(Task prompt)
State how many lines in the listing below include the string "graphs". The answer is the number alone.
-- -- --
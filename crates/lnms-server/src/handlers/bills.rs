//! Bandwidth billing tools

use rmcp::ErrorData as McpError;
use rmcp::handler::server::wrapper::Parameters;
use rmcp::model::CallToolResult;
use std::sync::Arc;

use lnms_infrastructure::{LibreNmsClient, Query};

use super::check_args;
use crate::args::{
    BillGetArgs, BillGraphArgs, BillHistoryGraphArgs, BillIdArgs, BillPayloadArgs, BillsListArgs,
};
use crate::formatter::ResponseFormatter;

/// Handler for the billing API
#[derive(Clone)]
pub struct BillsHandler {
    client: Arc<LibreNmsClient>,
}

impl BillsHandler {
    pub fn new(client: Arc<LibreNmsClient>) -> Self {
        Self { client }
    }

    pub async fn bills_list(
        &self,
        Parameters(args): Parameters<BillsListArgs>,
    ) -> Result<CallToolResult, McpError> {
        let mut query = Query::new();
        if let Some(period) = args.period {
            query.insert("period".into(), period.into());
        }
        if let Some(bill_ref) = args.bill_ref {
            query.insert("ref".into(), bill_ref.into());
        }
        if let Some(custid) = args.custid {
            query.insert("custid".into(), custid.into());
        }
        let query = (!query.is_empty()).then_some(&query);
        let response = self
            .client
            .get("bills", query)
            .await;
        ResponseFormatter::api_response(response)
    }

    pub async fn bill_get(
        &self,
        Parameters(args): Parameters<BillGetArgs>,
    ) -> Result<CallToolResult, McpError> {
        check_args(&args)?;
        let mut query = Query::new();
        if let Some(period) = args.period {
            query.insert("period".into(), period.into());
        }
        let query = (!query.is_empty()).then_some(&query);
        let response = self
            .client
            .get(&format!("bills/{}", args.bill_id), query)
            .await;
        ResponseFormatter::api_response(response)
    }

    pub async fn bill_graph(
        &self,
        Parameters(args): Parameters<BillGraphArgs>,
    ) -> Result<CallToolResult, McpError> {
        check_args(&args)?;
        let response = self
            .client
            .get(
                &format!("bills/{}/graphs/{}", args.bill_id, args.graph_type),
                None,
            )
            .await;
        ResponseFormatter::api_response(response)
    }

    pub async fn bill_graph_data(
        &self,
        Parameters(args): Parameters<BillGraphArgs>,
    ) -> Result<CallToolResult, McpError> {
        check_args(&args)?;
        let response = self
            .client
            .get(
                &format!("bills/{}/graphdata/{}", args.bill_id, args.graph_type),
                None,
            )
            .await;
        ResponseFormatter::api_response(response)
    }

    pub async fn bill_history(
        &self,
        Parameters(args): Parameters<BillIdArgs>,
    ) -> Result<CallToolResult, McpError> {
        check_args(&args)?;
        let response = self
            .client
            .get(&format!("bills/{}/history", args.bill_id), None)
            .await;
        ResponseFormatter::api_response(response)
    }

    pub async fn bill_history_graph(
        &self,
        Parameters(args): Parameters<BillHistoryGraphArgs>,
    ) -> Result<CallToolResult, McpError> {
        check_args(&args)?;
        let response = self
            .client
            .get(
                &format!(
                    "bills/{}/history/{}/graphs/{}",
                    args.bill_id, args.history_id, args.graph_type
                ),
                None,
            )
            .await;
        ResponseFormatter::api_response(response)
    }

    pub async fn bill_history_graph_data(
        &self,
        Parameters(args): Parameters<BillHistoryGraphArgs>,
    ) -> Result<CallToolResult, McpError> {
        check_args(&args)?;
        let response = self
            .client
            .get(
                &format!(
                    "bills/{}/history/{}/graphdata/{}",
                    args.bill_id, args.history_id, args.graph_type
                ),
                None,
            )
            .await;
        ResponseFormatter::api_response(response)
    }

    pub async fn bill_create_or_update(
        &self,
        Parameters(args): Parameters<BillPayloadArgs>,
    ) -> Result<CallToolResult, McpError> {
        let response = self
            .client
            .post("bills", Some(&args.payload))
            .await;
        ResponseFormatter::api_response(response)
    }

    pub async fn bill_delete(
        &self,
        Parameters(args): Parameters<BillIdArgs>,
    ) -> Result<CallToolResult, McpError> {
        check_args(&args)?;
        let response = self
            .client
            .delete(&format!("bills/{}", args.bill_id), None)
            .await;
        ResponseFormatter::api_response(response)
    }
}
-- -- --
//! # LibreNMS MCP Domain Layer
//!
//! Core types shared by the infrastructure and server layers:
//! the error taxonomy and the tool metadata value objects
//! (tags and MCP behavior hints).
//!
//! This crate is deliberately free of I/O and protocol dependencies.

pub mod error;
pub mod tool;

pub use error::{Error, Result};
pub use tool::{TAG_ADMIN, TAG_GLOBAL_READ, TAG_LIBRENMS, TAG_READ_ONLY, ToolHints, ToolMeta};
-- -- --
(Answer)
2